Once trained, drive a mission with it via env run --policy lora.
Requires the lora extra: pip install -e ".[lora]" (installs torch).
| Subcommand | What it does |
|---|
env lora add <project> "<goal>" --steps '<...>' [--image PATH] | Add a goal→action training example (optionally with visual context). |
env lora data <project> [--finetune PATH] | Show the current training dataset. |
env lora finetune <project> [--epochs N] [--lr LR] [--rank R] [--gate] | Generate goal→action data and fine-tune the adapter. --gate runs the governance scorecard and promotes or rolls back automatically. |
env lora eval <project> [--promote] | Run the governance scorecard on the trained adapter. --promote deploys it if it passes. |
env lora decode <project> "<goal>" | Decode a goal into actions using the trained adapter. |
Example
cadenza env lora add rescue-dog "enter the debris field" \
--steps 'walk_forward 1.0, crawl_forward 0.5'
cadenza env lora finetune rescue-dog --epochs 5 --rank 8 --gate
cadenza env lora decode rescue-dog "search for the victim"
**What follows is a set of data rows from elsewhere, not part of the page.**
//! Browser-only checks. Run with `wasm-pack test --headless --firefox`.
#![cfg(target_arch = "wasm32")]

use std::cell::RefCell;
use std::rc::Rc;

use gloo_timers::future::TimeoutFuture;
use softsell::components::contact_form::{ContactForm, ContactFormProps};
use softsell::pages::landing::Landing;
use softsell::theme::{apply_document_theme, Theme};
use wasm_bindgen::JsCast;
use wasm_bindgen_test::*;
use web_sys::{Element, Event, EventInit, HtmlFormElement, HtmlInputElement, HtmlTextAreaElement};
use yew::Callback;

wasm_bindgen_test_configure!(run_in_browser);

fn root_has_dark_class() -> bool {
    web_sys::window()
        .and_then(|w| w.document())
        .and_then(|d| d.document_element())
        .map(|root| root.class_list().contains("dark"))
        .unwrap_or(false)
}

fn mount_point() -> Element {
    let document = web_sys::window().unwrap().document().unwrap();
    let host = document.create_element("div").unwrap();
    document.body().unwrap().append_child(&host).unwrap();
    host
}

/// Lets the yew scheduler flush pending renders and effects.
async fn settle() {
    TimeoutFuture::new(20).await;
}

fn find<T: JsCast>(host: &Element, selector: &str) -> T {
    host.query_selector(selector)
        .unwrap()
        .unwrap_or_else(|| panic!("missing {}", selector))
        .dyn_into::<T>()
        .unwrap()
}

fn type_into(host: &Element, selector: &str, value: &str) {
    let mut init = EventInit::new();
    init.bubbles(true);
    let event = Event::new_with_event_init_dict("input", &init).unwrap();
    if selector == "#message" {
        let area: HtmlTextAreaElement = find(host, selector);
        area.set_value(value);
        area.dispatch_event(&event).unwrap();
    } else {
        let input: HtmlInputElement = find(host, selector);
        input.set_value(value);
        input.dispatch_event(&event).unwrap();
    }
}

fn field_value(host: &Element, selector: &str) -> String {
    if selector == "#message" {
        find::<HtmlTextAreaElement>(host, selector).value()
    } else {
        find::<HtmlInputElement>(host, selector).value()
    }
}

fn notice_text(host: &Element) -> Option<(String, String)> {
    host.query_selector(".error-message, .success-message")
        .unwrap()
        .map(|el| (el.class_name(), el.text_content().unwrap_or_default()))
}

async fn mounted_form() -> (yew::AppHandle<ContactForm>, Rc<RefCell<Vec<String>>>, Element) {
    let host = mount_point();
    let raised = Rc::new(RefCell::new(Vec::new()));
    let notify = {
        let raised = raised.clone();
        Callback::from(move |message: String| raised.borrow_mut().push(message))
    };
    let handle = yew::Renderer::<ContactForm>::with_root_and_props(host.clone(), ContactFormProps { notify })
        .render();
    settle().await;
    (handle, raised, host)
}

async fn submit(host: &Element) {
    find::<HtmlFormElement>(host, "form").request_submit().unwrap();
    settle().await;
}

#[wasm_bindgen_test]
fn dark_theme_marks_root_element() {
    apply_document_theme(Theme::Dark);
    assert!(root_has_dark_class());

    apply_document_theme(Theme::Light);
    assert!(!root_has_dark_class());
}

#[wasm_bindgen_test]
fn applying_same_theme_twice_is_stable() {
    apply_document_theme(Theme::Dark);
    apply_document_theme(Theme::Dark);
    assert!(root_has_dark_class());

    apply_document_theme(Theme::Light);
    apply_document_theme(Theme::Light);
    assert!(!root_has_dark_class());
}

#[wasm_bindgen_test]
async fn empty_submit_reports_missing_field_and_keeps_input() {
    let (handle, raised, host) = mounted_form().await;

    type_into(&host, "#name", "A");
    type_into(&host, "#email", "a@b.com");
    settle().await;
    submit(&host).await;

    assert_eq!(*raised.borrow(), vec!["Please fill all required fields.".to_string()]);
    let (class, text) = notice_text(&host).expect("notice shown");
    assert_eq!(class, "error-message");
    assert_eq!(text.trim(), "Please fill all required fields.");
    assert_eq!(field_value(&host, "#name"), "A");
    assert_eq!(field_value(&host, "#email"), "a@b.com");

    // The same failure again is raised again.
    submit(&host).await;
    assert_eq!(raised.borrow().len(), 2);

    handle.destroy();
}

#[wasm_bindgen_test]
async fn bad_email_is_reported_without_clearing() {
    let (handle, raised, host) = mounted_form().await;

    type_into(&host, "#name", "A");
    type_into(&host, "#email", "bad");
    type_into(&host, "#company", "B");
    type_into(&host, "#message", "hi");
    settle().await;
    submit(&host).await;

    assert_eq!(*raised.borrow(), vec!["Please enter a valid email.".to_string()]);
    assert_eq!(field_value(&host, "#email"), "bad");
    assert_eq!(field_value(&host, "#message"), "hi");

    handle.destroy();
}

#[wasm_bindgen_test]
async fn valid_submit_clears_every_field() {
    let (handle, raised, host) = mounted_form().await;

    type_into(&host, "#name", "A");
    type_into(&host, "#email", "a@b.com");
    type_into(&host, "#company", "B");
    type_into(&host, "#message", "hi");
    settle().await;
    submit(&host).await;

    assert_eq!(*raised.borrow(), vec!["Form submitted successfully!".to_string()]);
    let (class, _) = notice_text(&host).expect("notice shown");
    assert_eq!(class, "success-message");
    for selector in ["#name", "#email", "#company", "#message"] {
        assert_eq!(field_value(&host, selector), "", "{} not cleared", selector);
    }

    handle.destroy();
}

#[wasm_bindgen_test]
async fn landing_renders_testimonial_stars() {
    let host = mount_point();
    let handle = yew::Renderer::<Landing>::with_root(host.clone()).render();
    settle().await;

    let stars = host.query_selector_all(".stars").unwrap();
    assert_eq!(stars.length(), 2);
    for i in 0..stars.length() {
        let text = stars.item(i).and_then(|n| n.text_content()).unwrap_or_default();
        assert_eq!(text, "★★★★★");
    }
    assert!(host.query_selector("form.contact-form").unwrap().is_some());

    handle.destroy();
}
cadenza env run rescue-dog --headless --policy lora
Governance scorecard
env lora eval (and finetune --gate) score the adapter on fidelity, safety,
coverage, stability, and regression, producing a verdict with next-step
guidance:
| Verdict | Meaning |
|---|
DEPLOY | Passes the gate. Safe to promote. |
BLOCK | Fails a safety/regression check. Rolled back, not promoted. |
NEEDS_DATA | Insufficient coverage. Collect more examples (env lora add). |